#### [WHAT IS EXPECTED]
Within the data below, find the string "clap" and return each line where it occurs.

----- SOURCE RECORDS -----

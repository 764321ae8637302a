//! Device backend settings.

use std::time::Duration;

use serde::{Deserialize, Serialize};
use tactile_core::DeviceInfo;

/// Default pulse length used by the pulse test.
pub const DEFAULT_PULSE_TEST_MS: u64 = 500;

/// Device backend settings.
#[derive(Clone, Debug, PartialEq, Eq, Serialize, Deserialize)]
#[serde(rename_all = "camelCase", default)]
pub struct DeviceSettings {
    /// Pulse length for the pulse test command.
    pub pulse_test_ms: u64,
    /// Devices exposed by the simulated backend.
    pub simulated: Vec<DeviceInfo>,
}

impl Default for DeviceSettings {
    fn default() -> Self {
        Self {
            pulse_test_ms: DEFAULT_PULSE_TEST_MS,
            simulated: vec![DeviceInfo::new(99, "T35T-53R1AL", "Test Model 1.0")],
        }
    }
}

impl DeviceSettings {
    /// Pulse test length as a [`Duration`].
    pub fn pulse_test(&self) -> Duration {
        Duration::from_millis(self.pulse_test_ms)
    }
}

-----
----- SOURCE RECORDS -----

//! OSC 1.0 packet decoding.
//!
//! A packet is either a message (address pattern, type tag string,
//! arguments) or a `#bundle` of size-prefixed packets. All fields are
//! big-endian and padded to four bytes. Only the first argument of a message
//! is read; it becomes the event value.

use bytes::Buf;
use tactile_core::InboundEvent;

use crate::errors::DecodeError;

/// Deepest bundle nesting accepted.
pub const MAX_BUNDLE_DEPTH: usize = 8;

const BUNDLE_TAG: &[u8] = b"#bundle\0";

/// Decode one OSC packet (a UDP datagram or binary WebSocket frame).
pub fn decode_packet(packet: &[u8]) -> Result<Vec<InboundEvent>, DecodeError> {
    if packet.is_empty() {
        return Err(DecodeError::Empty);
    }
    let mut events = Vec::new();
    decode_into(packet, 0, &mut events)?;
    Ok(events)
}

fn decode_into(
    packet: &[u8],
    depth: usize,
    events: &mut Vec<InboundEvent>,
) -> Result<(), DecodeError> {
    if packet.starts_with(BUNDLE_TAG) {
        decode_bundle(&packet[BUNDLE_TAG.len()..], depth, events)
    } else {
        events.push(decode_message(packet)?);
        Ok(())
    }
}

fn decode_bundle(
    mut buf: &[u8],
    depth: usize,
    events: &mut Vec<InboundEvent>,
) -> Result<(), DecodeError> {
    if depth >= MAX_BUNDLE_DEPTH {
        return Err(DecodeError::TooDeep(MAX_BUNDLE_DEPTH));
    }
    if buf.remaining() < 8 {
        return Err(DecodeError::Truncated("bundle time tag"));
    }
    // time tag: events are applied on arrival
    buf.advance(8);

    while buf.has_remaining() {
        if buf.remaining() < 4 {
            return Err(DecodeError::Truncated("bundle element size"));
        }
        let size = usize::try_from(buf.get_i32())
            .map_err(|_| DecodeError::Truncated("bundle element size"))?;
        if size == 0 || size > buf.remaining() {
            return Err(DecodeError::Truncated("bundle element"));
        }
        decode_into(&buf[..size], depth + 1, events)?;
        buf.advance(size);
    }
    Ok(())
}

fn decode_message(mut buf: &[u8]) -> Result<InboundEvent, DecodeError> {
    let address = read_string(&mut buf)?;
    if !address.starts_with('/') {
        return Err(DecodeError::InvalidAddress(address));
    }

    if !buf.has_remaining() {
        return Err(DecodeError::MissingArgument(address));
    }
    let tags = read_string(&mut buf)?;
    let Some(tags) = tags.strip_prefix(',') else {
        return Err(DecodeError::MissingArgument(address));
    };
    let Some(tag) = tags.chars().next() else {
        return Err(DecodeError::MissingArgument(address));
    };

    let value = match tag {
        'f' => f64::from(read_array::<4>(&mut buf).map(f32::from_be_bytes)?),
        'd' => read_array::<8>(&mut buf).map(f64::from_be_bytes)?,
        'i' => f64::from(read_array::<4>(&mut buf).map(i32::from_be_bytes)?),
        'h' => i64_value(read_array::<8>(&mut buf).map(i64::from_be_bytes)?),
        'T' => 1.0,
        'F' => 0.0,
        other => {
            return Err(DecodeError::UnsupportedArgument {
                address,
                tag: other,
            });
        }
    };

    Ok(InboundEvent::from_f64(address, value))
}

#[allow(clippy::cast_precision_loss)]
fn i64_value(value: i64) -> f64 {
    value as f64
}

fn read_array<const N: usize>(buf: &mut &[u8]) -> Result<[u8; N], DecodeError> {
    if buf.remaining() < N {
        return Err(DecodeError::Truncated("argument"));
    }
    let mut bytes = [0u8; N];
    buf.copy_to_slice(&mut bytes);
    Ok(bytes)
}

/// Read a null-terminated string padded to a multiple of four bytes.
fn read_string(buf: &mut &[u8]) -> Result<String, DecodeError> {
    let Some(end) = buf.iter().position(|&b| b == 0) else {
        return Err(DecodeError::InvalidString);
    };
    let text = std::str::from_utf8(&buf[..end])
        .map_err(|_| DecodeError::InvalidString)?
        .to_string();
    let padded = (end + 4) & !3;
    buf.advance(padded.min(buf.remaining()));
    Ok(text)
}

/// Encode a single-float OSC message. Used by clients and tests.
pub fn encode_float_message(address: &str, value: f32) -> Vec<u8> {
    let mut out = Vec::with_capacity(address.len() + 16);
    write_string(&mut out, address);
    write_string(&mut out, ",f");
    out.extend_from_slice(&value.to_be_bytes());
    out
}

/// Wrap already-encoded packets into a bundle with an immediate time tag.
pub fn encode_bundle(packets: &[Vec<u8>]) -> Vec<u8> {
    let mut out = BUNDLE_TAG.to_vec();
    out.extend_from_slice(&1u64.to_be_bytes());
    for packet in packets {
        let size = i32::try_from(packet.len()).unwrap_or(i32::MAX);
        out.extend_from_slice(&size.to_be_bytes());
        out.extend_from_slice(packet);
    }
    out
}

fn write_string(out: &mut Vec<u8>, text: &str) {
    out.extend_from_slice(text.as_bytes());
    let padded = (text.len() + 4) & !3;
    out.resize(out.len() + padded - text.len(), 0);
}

-----
----- SOURCE RECORDS -----

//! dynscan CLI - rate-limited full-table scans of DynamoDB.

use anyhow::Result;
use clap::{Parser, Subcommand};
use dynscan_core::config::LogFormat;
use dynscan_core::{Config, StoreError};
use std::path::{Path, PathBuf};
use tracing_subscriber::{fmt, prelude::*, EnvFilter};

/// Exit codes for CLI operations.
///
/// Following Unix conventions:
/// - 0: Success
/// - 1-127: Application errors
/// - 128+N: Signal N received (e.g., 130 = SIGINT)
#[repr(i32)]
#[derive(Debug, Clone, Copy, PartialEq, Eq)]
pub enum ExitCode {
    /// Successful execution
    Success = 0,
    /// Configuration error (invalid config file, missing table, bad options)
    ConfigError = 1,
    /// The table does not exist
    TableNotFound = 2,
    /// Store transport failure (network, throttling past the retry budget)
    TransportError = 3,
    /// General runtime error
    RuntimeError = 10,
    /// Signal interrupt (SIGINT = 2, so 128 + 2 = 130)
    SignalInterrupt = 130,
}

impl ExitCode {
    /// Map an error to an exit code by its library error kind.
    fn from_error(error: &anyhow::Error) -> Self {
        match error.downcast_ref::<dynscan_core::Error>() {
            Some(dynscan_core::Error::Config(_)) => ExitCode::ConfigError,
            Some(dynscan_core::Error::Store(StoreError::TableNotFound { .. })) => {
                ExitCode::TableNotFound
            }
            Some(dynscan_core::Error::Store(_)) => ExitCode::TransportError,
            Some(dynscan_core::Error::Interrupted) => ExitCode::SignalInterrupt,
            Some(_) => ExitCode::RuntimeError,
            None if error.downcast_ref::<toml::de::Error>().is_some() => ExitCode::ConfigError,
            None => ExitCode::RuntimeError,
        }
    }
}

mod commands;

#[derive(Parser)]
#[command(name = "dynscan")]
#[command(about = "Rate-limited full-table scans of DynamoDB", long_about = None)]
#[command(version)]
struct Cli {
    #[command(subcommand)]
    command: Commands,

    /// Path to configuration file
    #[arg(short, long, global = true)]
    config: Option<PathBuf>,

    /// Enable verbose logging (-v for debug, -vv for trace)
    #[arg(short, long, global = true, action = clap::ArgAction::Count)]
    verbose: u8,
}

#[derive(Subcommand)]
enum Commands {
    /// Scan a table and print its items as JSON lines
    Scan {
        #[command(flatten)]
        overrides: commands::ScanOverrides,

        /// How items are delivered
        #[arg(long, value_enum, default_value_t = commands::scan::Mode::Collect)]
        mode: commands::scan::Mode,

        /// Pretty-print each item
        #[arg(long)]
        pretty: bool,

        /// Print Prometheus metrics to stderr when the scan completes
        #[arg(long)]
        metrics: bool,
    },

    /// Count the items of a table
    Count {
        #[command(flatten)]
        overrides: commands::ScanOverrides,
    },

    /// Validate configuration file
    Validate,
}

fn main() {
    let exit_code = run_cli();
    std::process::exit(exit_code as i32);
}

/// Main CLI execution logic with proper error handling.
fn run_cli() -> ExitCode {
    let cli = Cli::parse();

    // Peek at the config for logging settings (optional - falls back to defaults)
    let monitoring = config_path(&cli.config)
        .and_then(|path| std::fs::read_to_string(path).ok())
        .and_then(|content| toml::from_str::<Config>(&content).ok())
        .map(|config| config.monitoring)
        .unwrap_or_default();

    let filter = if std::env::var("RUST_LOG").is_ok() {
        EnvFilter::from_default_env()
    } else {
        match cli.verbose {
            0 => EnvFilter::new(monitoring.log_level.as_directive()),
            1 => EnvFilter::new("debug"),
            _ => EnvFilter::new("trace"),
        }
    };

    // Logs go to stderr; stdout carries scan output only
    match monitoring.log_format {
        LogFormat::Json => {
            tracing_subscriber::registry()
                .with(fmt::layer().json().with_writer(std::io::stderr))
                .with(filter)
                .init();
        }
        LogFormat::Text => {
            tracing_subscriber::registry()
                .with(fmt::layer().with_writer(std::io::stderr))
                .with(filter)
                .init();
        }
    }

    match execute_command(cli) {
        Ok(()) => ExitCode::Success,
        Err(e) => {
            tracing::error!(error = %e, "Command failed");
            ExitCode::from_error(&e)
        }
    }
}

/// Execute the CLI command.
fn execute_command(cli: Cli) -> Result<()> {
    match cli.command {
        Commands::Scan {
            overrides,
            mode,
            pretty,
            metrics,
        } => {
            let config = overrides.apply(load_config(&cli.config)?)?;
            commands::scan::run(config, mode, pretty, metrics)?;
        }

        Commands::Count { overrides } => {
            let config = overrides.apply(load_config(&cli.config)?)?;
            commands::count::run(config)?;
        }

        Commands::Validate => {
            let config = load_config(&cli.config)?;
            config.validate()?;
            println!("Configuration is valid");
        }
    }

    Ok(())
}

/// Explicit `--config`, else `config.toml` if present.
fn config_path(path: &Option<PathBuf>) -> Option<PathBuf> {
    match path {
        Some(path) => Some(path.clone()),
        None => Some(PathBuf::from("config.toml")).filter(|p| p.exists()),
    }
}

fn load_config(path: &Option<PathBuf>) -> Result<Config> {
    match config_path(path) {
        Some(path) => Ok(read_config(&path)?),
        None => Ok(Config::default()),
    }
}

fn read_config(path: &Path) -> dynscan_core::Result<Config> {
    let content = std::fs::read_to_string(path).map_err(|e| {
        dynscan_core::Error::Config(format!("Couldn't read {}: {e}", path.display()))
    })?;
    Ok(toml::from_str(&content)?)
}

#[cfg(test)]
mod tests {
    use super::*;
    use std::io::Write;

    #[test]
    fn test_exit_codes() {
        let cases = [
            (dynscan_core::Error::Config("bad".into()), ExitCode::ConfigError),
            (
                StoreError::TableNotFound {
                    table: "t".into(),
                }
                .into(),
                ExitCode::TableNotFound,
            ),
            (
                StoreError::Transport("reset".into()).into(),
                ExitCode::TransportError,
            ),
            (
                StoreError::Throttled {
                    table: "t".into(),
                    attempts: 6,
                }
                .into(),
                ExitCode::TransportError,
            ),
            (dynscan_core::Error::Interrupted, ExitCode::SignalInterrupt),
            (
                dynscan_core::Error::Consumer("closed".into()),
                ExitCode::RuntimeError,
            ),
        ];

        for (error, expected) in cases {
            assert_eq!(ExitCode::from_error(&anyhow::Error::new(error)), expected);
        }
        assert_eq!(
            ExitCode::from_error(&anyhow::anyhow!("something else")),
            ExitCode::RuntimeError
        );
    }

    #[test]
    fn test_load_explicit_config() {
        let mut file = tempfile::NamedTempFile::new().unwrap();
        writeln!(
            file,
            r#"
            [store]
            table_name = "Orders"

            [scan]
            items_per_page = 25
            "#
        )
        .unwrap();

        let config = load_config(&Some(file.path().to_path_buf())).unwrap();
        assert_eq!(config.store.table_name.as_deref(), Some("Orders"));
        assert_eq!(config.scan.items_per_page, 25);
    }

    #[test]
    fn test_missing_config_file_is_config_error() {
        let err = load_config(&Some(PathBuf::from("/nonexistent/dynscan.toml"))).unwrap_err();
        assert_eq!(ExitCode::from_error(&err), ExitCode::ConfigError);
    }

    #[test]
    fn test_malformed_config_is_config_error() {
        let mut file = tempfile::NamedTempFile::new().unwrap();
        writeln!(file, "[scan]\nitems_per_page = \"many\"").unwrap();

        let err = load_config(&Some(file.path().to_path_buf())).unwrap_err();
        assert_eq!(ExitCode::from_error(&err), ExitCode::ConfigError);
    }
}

-----

#### [ANSWER TO THIS TASK]
use clap::{Parser, Subcommand};
    #[arg(short, long, global = true, action = clap::ArgAction::Count)]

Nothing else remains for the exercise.